● **Your goal**:
Read the listing below and copy out each line where the word "Connection" occurs.

● **Data supplied**:

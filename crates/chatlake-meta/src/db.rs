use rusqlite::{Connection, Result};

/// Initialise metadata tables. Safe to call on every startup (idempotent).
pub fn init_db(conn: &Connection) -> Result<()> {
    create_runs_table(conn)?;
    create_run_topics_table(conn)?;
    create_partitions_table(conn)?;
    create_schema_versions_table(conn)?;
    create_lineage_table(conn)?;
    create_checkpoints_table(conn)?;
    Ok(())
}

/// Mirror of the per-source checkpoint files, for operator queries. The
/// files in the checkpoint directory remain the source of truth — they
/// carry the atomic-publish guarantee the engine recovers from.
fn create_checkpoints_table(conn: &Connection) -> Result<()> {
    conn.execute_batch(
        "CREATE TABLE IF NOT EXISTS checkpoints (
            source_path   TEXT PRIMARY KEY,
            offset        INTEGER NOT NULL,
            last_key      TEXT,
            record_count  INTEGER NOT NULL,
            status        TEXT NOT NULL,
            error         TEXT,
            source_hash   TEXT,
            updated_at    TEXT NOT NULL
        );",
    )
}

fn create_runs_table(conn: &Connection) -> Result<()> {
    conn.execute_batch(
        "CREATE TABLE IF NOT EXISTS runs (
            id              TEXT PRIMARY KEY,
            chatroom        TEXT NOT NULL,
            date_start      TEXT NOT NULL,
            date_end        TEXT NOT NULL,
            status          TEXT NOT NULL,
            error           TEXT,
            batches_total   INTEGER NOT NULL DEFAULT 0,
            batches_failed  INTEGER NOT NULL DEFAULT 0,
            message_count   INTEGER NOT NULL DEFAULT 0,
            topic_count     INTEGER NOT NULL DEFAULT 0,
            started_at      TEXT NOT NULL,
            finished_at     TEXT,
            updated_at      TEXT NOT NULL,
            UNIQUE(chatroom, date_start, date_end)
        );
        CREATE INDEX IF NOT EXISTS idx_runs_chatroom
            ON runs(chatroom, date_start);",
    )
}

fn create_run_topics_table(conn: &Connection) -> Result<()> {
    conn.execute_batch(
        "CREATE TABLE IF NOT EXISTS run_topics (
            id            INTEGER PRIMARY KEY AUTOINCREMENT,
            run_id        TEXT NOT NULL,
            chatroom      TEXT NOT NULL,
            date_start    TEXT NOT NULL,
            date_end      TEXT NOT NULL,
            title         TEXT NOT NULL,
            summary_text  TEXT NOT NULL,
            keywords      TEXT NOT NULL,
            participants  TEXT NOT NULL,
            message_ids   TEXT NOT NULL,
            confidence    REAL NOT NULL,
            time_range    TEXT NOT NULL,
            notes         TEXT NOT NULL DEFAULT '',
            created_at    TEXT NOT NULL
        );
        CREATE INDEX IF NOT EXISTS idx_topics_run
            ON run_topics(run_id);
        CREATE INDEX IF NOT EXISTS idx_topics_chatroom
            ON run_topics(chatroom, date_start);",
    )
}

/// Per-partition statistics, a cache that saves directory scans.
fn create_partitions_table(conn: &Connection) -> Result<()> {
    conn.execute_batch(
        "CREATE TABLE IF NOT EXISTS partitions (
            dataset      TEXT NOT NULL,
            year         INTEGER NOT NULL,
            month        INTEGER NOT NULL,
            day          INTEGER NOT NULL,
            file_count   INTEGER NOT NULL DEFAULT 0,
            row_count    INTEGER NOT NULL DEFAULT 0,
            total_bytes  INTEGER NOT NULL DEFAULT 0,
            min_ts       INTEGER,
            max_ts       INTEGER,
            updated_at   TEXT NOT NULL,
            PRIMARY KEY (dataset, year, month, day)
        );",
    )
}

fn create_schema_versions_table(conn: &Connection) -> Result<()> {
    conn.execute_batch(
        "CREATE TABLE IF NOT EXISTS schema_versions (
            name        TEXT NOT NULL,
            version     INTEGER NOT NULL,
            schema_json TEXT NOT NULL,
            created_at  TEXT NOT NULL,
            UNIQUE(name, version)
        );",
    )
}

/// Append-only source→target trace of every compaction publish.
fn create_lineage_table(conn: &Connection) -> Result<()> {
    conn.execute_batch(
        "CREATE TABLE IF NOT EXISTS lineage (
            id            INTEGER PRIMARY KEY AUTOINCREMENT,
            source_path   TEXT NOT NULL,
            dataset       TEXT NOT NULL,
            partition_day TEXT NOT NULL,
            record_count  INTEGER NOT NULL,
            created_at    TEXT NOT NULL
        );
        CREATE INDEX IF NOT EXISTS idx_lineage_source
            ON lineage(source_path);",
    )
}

● **Result below**:
use rusqlite::{Connection, Result};
pub fn init_db(conn: &Connection) -> Result<()> {
fn create_checkpoints_table(conn: &Connection) -> Result<()> {
fn create_runs_table(conn: &Connection) -> Result<()> {
fn create_run_topics_table(conn: &Connection) -> Result<()> {
fn create_partitions_table(conn: &Connection) -> Result<()> {
fn create_schema_versions_table(conn: &Connection) -> Result<()> {
fn create_lineage_table(conn: &Connection) -> Result<()> {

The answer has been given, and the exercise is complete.